Personal Data Protection in the Era of Digital Transformation: Challenges and Solutions in the Indonesian Cyber Law Framework

Abstract

Indonesia's rapid digital transformation has led to an increase in the use of electronic systems in various sectors, but has not been accompanied by adequate regulatory readiness and legal infrastructure to protect people's personal data. The rise of data leakage incidents shows the weakness of the national data protection system, both normatively and institutionally. This research aims to analyze the legal challenges in the implementation of Law No. 27 of 2022 on Personal Data Protection (UU PDP) and formulate normative solutions and policies that are adaptive to the development of digital technology. This research uses a normative legal approach with document analysis methods, statutory, conceptual, and comparative approaches. Data was collected through literature study, regulatory analysis, case studies, and semi-structured interviews with relevant experts.
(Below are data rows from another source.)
/// Loads service configuration from environment variables.
///
/// Implementors derive `serde::Deserialize`; field `database_url` reads
/// `DATABASE_URL`, and so on. Use `#[serde(default = ...)]` for optional vars.
pub trait Config: Sized + serde::de::DeserializeOwned {
    fn from_env() -> Result<Self, envy::Error> {
        envy::from_env()
    }

    /// Like [`Config::from_env`] but reads from an explicit variable list.
    fn from_vars<I>(vars: I) -> Result<Self, envy::Error>
    where
        I: IntoIterator<Item = (String, String)>,
    {
        envy::from_iter(vars)
    }
}
use serde::Deserialize;

use shop_core::config::Config;

#[derive(Debug, Clone, Copy, PartialEq, Eq, Deserialize)]
#[serde(rename_all = "lowercase")]
pub enum EmailBackend {
    /// Log each email instead of sending it.
    Console,
    Smtp,
}

/// Mailer worker configuration, read from the environment.
#[derive(Debug, Deserialize)]
pub struct MailerConfig {
    pub database_url: String,
    #[serde(default = "default_backend")]
    pub email_backend: EmailBackend,
    #[serde(default)]
    pub smtp_host: Option<String>,
    #[serde(default = "default_smtp_port")]
    pub smtp_port: u16,
    #[serde(default)]
    pub smtp_username: Option<String>,
    #[serde(default)]
    pub smtp_password: Option<String>,
    /// `DEFAULT_FROM_EMAIL`: sender address on every outgoing email.
    #[serde(default = "default_from_email")]
    pub default_from_email: String,
    #[serde(default = "default_poll_interval_ms")]
    pub mailer_poll_interval_ms: u64,
    #[serde(default = "default_batch_size")]
    pub mailer_batch_size: u64,
    #[serde(default = "default_max_attempts")]
    pub mailer_max_attempts: i32,
}

impl Config for MailerConfig {}

fn default_backend() -> EmailBackend {
    EmailBackend::Console
}

fn default_smtp_port() -> u16 {
    587
}

fn default_from_email() -> String {
    "webmaster@localhost".to_owned()
}

fn default_poll_interval_ms() -> u64 {
    1000
}

fn default_batch_size() -> u64 {
    10
}

fn default_max_attempts() -> i32 {
    5
}
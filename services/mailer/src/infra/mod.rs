pub mod db;
pub mod sender;
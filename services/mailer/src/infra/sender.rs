use anyhow::Context as _;
use lettre::message::header::ContentType;
use lettre::message::Mailbox;
use lettre::transport::smtp::authentication::Credentials;
use lettre::{AsyncSmtpTransport, AsyncTransport, Message, Tokio1Executor};

use crate::domain::repository::EmailSender;
use crate::domain::types::Email;
use crate::error::MailerError;

/// Writes each email to the log instead of delivering it.
#[derive(Debug, Clone, Default)]
pub struct ConsoleSender;

impl EmailSender for ConsoleSender {
    async fn send(&self, email: &Email) -> Result<(), MailerError> {
        tracing::info!(
            from = %email.from,
            to = %email.to,
            subject = %email.subject,
            body = %email.body,
            "email"
        );
        Ok(())
    }
}

#[derive(Clone)]
pub struct SmtpSender {
    transport: AsyncSmtpTransport<Tokio1Executor>,
}

impl SmtpSender {
    /// STARTTLS relay on `host:port`, authenticating when both credentials are set.
    pub fn new(
        host: &str,
        port: u16,
        username: Option<String>,
        password: Option<String>,
    ) -> anyhow::Result<Self> {
        let mut builder = AsyncSmtpTransport::<Tokio1Executor>::starttls_relay(host)
            .context("create smtp relay")?
            .port(port);
        if let (Some(username), Some(password)) = (username, password) {
            builder = builder.credentials(Credentials::new(username, password));
        }
        Ok(Self {
            transport: builder.build(),
        })
    }
}

fn mailbox(address: &str) -> Result<Mailbox, MailerError> {
    address
        .parse()
        .map_err(|_| MailerError::InvalidAddress(address.to_owned()))
}

pub fn build_message(email: &Email) -> Result<Message, MailerError> {
    let message = Message::builder()
        .from(mailbox(&email.from)?)
        .to(mailbox(&email.to)?)
        .subject(&email.subject)
        .header(ContentType::TEXT_PLAIN)
        .body(email.body.clone())
        .context("build email message")?;
    Ok(message)
}

impl EmailSender for SmtpSender {
    async fn send(&self, email: &Email) -> Result<(), MailerError> {
        let message = build_message(email)?;
        self.transport
            .send(message)
            .await
            .map_err(|e| MailerError::Transport(e.to_string()))?;
        tracing::info!(to = %email.to, subject = %email.subject, "email sent");
        Ok(())
    }
}

/// The configured transport, chosen at startup.
#[derive(Clone)]
pub enum Transport {
    Console(ConsoleSender),
    Smtp(SmtpSender),
}

impl EmailSender for Transport {
    async fn send(&self, email: &Email) -> Result<(), MailerError> {
        match self {
            Self::Console(sender) => sender.send(email).await,
            Self::Smtp(sender) => sender.send(email).await,
        }
    }
}
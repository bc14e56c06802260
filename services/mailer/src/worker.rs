//! Polling loop around [`DrainOutboxUseCase`].

use std::time::Duration;

use chrono::Utc;
use tokio::sync::watch;

use crate::domain::repository::{EmailSender, OutboxRepository};
use crate::usecase::deliver::DrainOutboxUseCase;

pub struct Worker<R: OutboxRepository, S: EmailSender> {
    pub drain: DrainOutboxUseCase<R, S>,
    pub poll_interval: Duration,
}

impl<R: OutboxRepository, S: EmailSender> Worker<R, S> {
    /// Drain the outbox until `shutdown` turns `true` or its sender is dropped.
    /// A full batch is followed immediately by the next one.
    pub async fn run(&self, mut shutdown: watch::Receiver<bool>) {
        tracing::info!(
            poll_interval_ms = self.poll_interval.as_millis() as u64,
            batch_size = self.drain.batch_size,
            "mailer worker started"
        );
        loop {
            if *shutdown.borrow() {
                break;
            }

            let busy = match self.drain.execute(Utc::now()).await {
                Ok(report) => {
                    if report.total() > 0 {
                        tracing::debug!(
                            sent = report.sent,
                            retried = report.retried,
                            failed = report.failed,
                            "outbox batch drained"
                        );
                    }
                    report.total() as u64 >= self.drain.batch_size
                }
                Err(e) => {
                    tracing::error!(error = ?e, "outbox drain failed");
                    false
                }
            };
            if busy {
                continue;
            }

            tokio::select! {
                changed = shutdown.changed() => {
                    if changed.is_err() {
                        break;
                    }
                }
                () = tokio::time::sleep(self.poll_interval) => {}
            }
        }
        tracing::info!("mailer worker stopped");
    }
}
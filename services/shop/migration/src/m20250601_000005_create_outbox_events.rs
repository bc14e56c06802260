use sea_orm_migration::prelude::*;

#[derive(DeriveMigrationName)]
pub struct Migration;

#[async_trait::async_trait]
impl MigrationTrait for Migration {
    async fn up(&self, manager: &SchemaManager) -> Result<(), DbErr> {
        manager
            .create_table(
                Table::create()
                    .table(OutboxEvents::Table)
                    .if_not_exists()
                    .col(
                        ColumnDef::new(OutboxEvents::Id)
                            .uuid()
                            .not_null()
                            .primary_key(),
                    )
                    .col(ColumnDef::new(OutboxEvents::Kind).string_len(64).not_null())
                    .col(ColumnDef::new(OutboxEvents::OrderId).uuid())
                    .col(
                        ColumnDef::new(OutboxEvents::Payload)
                            .json_binary()
                            .not_null(),
                    )
                    .col(
                        ColumnDef::new(OutboxEvents::IdempotencyKey)
                            .string()
                            .not_null()
                            .unique_key(),
                    )
                    .col(
                        ColumnDef::new(OutboxEvents::Attempts)
                            .integer()
                            .not_null()
                            .default(0),
                    )
                    .col(ColumnDef::new(OutboxEvents::LastError).text())
                    .col(
                        ColumnDef::new(OutboxEvents::CreatedAt)
                            .timestamp_with_time_zone()
                            .not_null(),
                    )
                    .col(
                        ColumnDef::new(OutboxEvents::NextAttemptAt)
                            .timestamp_with_time_zone()
                            .not_null(),
                    )
                    .col(ColumnDef::new(OutboxEvents::ProcessedAt).timestamp_with_time_zone())
                    .col(ColumnDef::new(OutboxEvents::FailedAt).timestamp_with_time_zone())
                    .foreign_key(
                        ForeignKey::create()
                            .from(OutboxEvents::Table, OutboxEvents::OrderId)
                            .to(Orders::Table, Orders::OrderId)
                            .on_delete(ForeignKeyAction::SetNull),
                    )
                    .to_owned(),
            )
            .await?;

        // Mailer poll: processed_at IS NULL AND failed_at IS NULL AND next_attempt_at <= now.
        manager
            .create_index(
                Index::create()
                    .table(OutboxEvents::Table)
                    .col(OutboxEvents::ProcessedAt)
                    .col(OutboxEvents::FailedAt)
                    .col(OutboxEvents::NextAttemptAt)
                    .name("idx_outbox_events_due")
                    .to_owned(),
            )
            .await?;

        manager
            .create_index(
                Index::create()
                    .table(OutboxEvents::Table)
                    .col(OutboxEvents::OrderId)
                    .name("idx_outbox_events_order_id")
                    .to_owned(),
            )
            .await
    }

    async fn down(&self, manager: &SchemaManager) -> Result<(), DbErr> {
        manager
            .drop_table(Table::drop().table(OutboxEvents::Table).to_owned())
            .await
    }
}

#[derive(Iden)]
enum OutboxEvents {
    Table,
    Id,
    Kind,
    OrderId,
    Payload,
    IdempotencyKey,
    Attempts,
    LastError,
    CreatedAt,
    NextAttemptAt,
    ProcessedAt,
    FailedAt,
}

#[derive(Iden)]
enum Orders {
    Table,
    OrderId,
}
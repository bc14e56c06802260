//! Page-number pagination and sort direction types.

use std::str::FromStr;

use serde::{Deserialize, Serialize};

/// Generic sort direction.
#[derive(Debug, Clone, Copy, PartialEq, Eq, Hash, Serialize, Deserialize)]
#[serde(rename_all = "kebab-case")]
pub enum Sort {
    Asc,
    Desc,
}

/// Requested page, as given in the `page` query parameter.
///
/// Accepts a 1-based integer or the literal `last`.
#[derive(Debug, Clone, Copy, PartialEq, Eq, Default)]
pub enum PageNumber {
    #[default]
    First,
    Number(u64),
    Last,
}

#[derive(Debug, thiserror::Error, PartialEq, Eq)]
#[error("Invalid page.")]
pub struct InvalidPage;

impl FromStr for PageNumber {
    type Err = InvalidPage;

    fn from_str(s: &str) -> Result<Self, Self::Err> {
        if s == "last" {
            return Ok(Self::Last);
        }
        match s.parse::<u64>() {
            Ok(0) | Err(_) => Err(InvalidPage),
            Ok(n) => Ok(Self::Number(n)),
        }
    }
}

/// A resolved page window: which page, and how many rows per page.
#[derive(Debug, Clone, Copy, PartialEq, Eq)]
pub struct PageRequest {
    pub page: u64,
    pub page_size: u64,
}

impl PageRequest {
    pub fn offset(&self) -> u64 {
        (self.page - 1) * self.page_size
    }
}

/// Number of pages for `count` rows. An empty result still has one (empty) page.
pub fn num_pages(count: u64, page_size: u64) -> u64 {
    count.div_ceil(page_size.max(1)).max(1)
}

impl PageNumber {
    /// Resolve against the total row count. Pages past the end are invalid,
    /// except the first page of an empty result.
    pub fn resolve(self, count: u64, page_size: u64) -> Result<PageRequest, InvalidPage> {
        let last = num_pages(count, page_size);
        let page = match self {
            Self::First => 1,
            Self::Number(n) => n,
            Self::Last => last,
        };
        if page > last {
            return Err(InvalidPage);
        }
        Ok(PageRequest {
            page,
            page_size: page_size.max(1),
        })
    }
}

/// One page of results plus the totals needed to render navigation links.
#[derive(Debug, Clone)]
pub struct Page<T> {
    pub count: u64,
    pub page: u64,
    pub num_pages: u64,
    pub items: Vec<T>,
}

impl<T> Page<T> {
    pub fn has_next(&self) -> bool {
        self.page < self.num_pages
    }

    pub fn has_previous(&self) -> bool {
        self.page > 1
    }
}
//! Per-endpoint access rules and order visibility.

use shop_auth_types::identity::Caller;
use shop_domain::id::UserId;

use crate::error::ShopError;

/// Who may call an endpoint.
#[derive(Debug, Clone, Copy, PartialEq, Eq)]
pub enum Access {
    AllowAny,
    Authenticated,
    /// Staff accounts only.
    Admin,
}

pub fn authorize(caller: Option<&Caller>, access: Access) -> Result<(), ShopError> {
    match (access, caller) {
        (Access::AllowAny, _) => Ok(()),
        (_, None) => Err(ShopError::NotAuthenticated),
        (Access::Authenticated, Some(_)) => Ok(()),
        (Access::Admin, Some(c)) if c.is_staff => Ok(()),
        (Access::Admin, Some(_)) => Err(ShopError::Forbidden),
    }
}

/// `authorize(.., Authenticated)` that hands back the caller.
pub fn require_caller(caller: Option<&Caller>) -> Result<&Caller, ShopError> {
    caller.ok_or(ShopError::NotAuthenticated)
}

/// Which orders a caller can see.
#[derive(Debug, Clone, Copy, PartialEq, Eq)]
pub enum OrderScope {
    All,
    Owner(UserId),
}

impl OrderScope {
    pub fn for_caller(caller: &Caller) -> Self {
        if caller.is_staff {
            Self::All
        } else {
            Self::Owner(caller.user_id)
        }
    }
}
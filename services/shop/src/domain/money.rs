//! Price rules and the integer-cents storage mapping.

use rust_decimal::Decimal;
use rust_decimal::prelude::ToPrimitive;

use shop_domain::lookup::Lookup;

pub const PRICE_MAX_DIGITS: u32 = 10;
pub const PRICE_DECIMAL_PLACES: u32 = 2;

/// Check a submitted price: digit limits first, then sign.
pub fn validate_price(price: Decimal) -> Result<Decimal, String> {
    let scale = price.scale();
    let len = digit_count(price);
    let (digits, decimals) = if scale == 0 {
        (len, 0)
    } else if scale > len {
        (scale, scale)
    } else {
        (len, scale)
    };
    let whole = digits - decimals;
    let max_whole = PRICE_MAX_DIGITS - PRICE_DECIMAL_PLACES;

    if digits > PRICE_MAX_DIGITS {
        return Err(format!(
            "Ensure that there are no more than {PRICE_MAX_DIGITS} digits in total."
        ));
    }
    if decimals > PRICE_DECIMAL_PLACES {
        return Err(format!(
            "Ensure that there are no more than {PRICE_DECIMAL_PLACES} decimal places."
        ));
    }
    if whole > max_whole {
        return Err(format!(
            "Ensure that there are no more than {max_whole} digits before the decimal point."
        ));
    }
    if price.is_sign_negative() && !price.is_zero() {
        return Err("Price must be a positive number.".to_owned());
    }
    Ok(price)
}

fn digit_count(d: Decimal) -> u32 {
    let mut m = d.mantissa().unsigned_abs();
    let mut n = 1;
    while m >= 10 {
        m /= 10;
        n += 1;
    }
    n
}

pub fn from_cents(cents: i64) -> Decimal {
    Decimal::new(cents, PRICE_DECIMAL_PLACES)
}

/// Exact conversion; `None` when the amount has sub-cent precision or overflows.
pub fn to_cents(price: Decimal) -> Option<i64> {
    let scaled = price.checked_mul(Decimal::ONE_HUNDRED)?;
    if !scaled.fract().is_zero() {
        return None;
    }
    scaled.to_i64()
}

fn scaled(v: Decimal) -> Decimal {
    v.checked_mul(Decimal::ONE_HUNDRED).unwrap_or(if v.is_sign_negative() {
        Decimal::MIN
    } else {
        Decimal::MAX
    })
}

fn saturating_i64(v: Decimal) -> i64 {
    v.to_i64().unwrap_or(if v.is_sign_negative() {
        i64::MIN
    } else {
        i64::MAX
    })
}

fn ceil_cents(v: Decimal) -> i64 {
    saturating_i64(scaled(v).ceil())
}

fn floor_cents(v: Decimal) -> i64 {
    saturating_i64(scaled(v).floor())
}

/// Rewrite a price lookup as an equivalent lookup on `price_cents`.
///
/// Bounds with sub-cent precision are rounded toward the inside of the range.
/// `None` means nothing can match (an exact sub-cent price).
pub fn cents_lookup(lookup: Lookup<Decimal>) -> Option<Lookup<i64>> {
    Some(match lookup {
        Lookup::Exact(v) => Lookup::Exact(to_cents(v)?),
        Lookup::Lt(v) => Lookup::Lt(ceil_cents(v)),
        Lookup::Lte(v) => Lookup::Lte(floor_cents(v)),
        Lookup::Gt(v) => Lookup::Gt(floor_cents(v)),
        Lookup::Gte(v) => Lookup::Gte(ceil_cents(v)),
        Lookup::Range(lo, hi) => Lookup::Range(ceil_cents(lo), floor_cents(hi)),
    })
}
The results show that the implementation of the PDP Law still faces structural challenges, including the absence of an independent supervisory authority, regulatory disharmony between sectors, and low public digital literacy. In addition, regulations have not been responsive to technological developments such as big data and artificial intelligence that bring new dimensions to the risk of privacy violations. This research recommends strengthening supervisory institutions, harmonizing sectoral regulations, and increasing public education on personal data rights as strategic steps towards an effective and adaptive cyber legal system in Indonesia.